▶ _The task_: Reproduce the listing below exactly, from its first line down to and including the line with "the extension are".
_ _ _ _ _
//! Pruning of timestamped report copies.

use chrono::{Duration, Local, NaiveDateTime};
use std::fs;
use std::path::{Path, PathBuf};
use tracing::{debug, info, warn};

/// `_YYYYMMDD_HHMMSS` suffix embedded in history file names.
const STAMP_FORMAT: &str = "%Y%m%d_%H%M%S";
const STAMP_LEN: usize = 15;

/// How long timestamped report copies are kept.
#[derive(Debug, Clone, Copy, PartialEq, Eq)]
pub struct RetentionPolicy {
    /// `0` disables pruning.
    pub keep_days: u32,
}

impl RetentionPolicy {
    pub fn new(keep_days: u32) -> Self {
        Self { keep_days }
    }

    pub fn is_enabled(&self) -> bool {
        self.keep_days > 0
    }

    /// Delete history files in `dirs` stamped before `now - keep_days`.
    ///
    /// Only files whose name ends in a valid stamp before the extension are
    /// candidates; "latest" artifacts and unrelated files are never removed.
    /// Returns the deleted paths. Individual failures are logged and skipped.
    pub fn prune(&self, dirs: &[&Path], now: NaiveDateTime) -> Vec<PathBuf> {
        if !self.is_enabled() {
            return Vec::new();
        }
        let cutoff = now - Duration::days(i64::from(self.keep_days));
        let mut removed = Vec::new();

        for dir in dirs {
            let entries = match fs::read_dir(dir) {
                Ok(entries) => entries,
                Err(e) => {
                    warn!(dir = %dir.display(), error = %e, "Cannot list report directory");
                    continue;
                }
            };

            for entry in entries.filter_map(Result::ok) {
                let path = entry.path();
                if !path.is_file() {
                    continue;
                }
                let Some(stamp) = history_stamp(&path) else {
                    continue;
                };
                if stamp >= cutoff {
                    continue;
                }
                match fs::remove_file(&path) {
                    Ok(()) => {
                        debug!(path = %path.display(), "Deleted old report");
                        removed.push(path);
                    }
                    Err(e) => warn!(path = %path.display(), error = %e, "Failed to delete old report"),
                }
            }
        }

        if !removed.is_empty() {
            info!(count = removed.len(), keep_days = self.keep_days, "Pruned old reports");
        }
        removed
    }

    pub fn prune_now(&self, dirs: &[&Path]) -> Vec<PathBuf> {
        self.prune(dirs, Local::now().naive_local())
    }
}

/// Extract the embedded stamp of a history file name such as
/// `daily_report_20240105_080000.xlsx`.
pub fn history_stamp(path: &Path) -> Option<NaiveDateTime> {
    let stem = path.file_stem()?.to_str()?;
    if stem.len() <= STAMP_LEN || !stem.is_char_boundary(stem.len() - STAMP_LEN) {
        return None;
    }
    let (prefix, stamp) = stem.split_at(stem.len() - STAMP_LEN);
    if !prefix.ends_with('_') {
        return None;
    }
    NaiveDateTime::parse_from_str(stamp, STAMP_FORMAT).ok()
}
_ _ _ _ _
▶ _Solution to the exercise_:
//! Pruning of timestamped report copies.

use chrono::{Duration, Local, NaiveDateTime};
use std::fs;
use std::path::{Path, PathBuf};
use tracing::{debug, info, warn};

/// `_YYYYMMDD_HHMMSS` suffix embedded in history file names.
const STAMP_FORMAT: &str = "%Y%m%d_%H%M%S";
const STAMP_LEN: usize = 15;

/// How long timestamped report copies are kept.
#[derive(Debug, Clone, Copy, PartialEq, Eq)]
pub struct RetentionPolicy {
    /// `0` disables pruning.
    pub keep_days: u32,
}

impl RetentionPolicy {
    pub fn new(keep_days: u32) -> Self {
        Self { keep_days }
    }

    pub fn is_enabled(&self) -> bool {
        self.keep_days > 0
    }

    /// Delete history files in `dirs` stamped before `now - keep_days`.
    ///
    /// Only files whose name ends in a valid stamp before the extension are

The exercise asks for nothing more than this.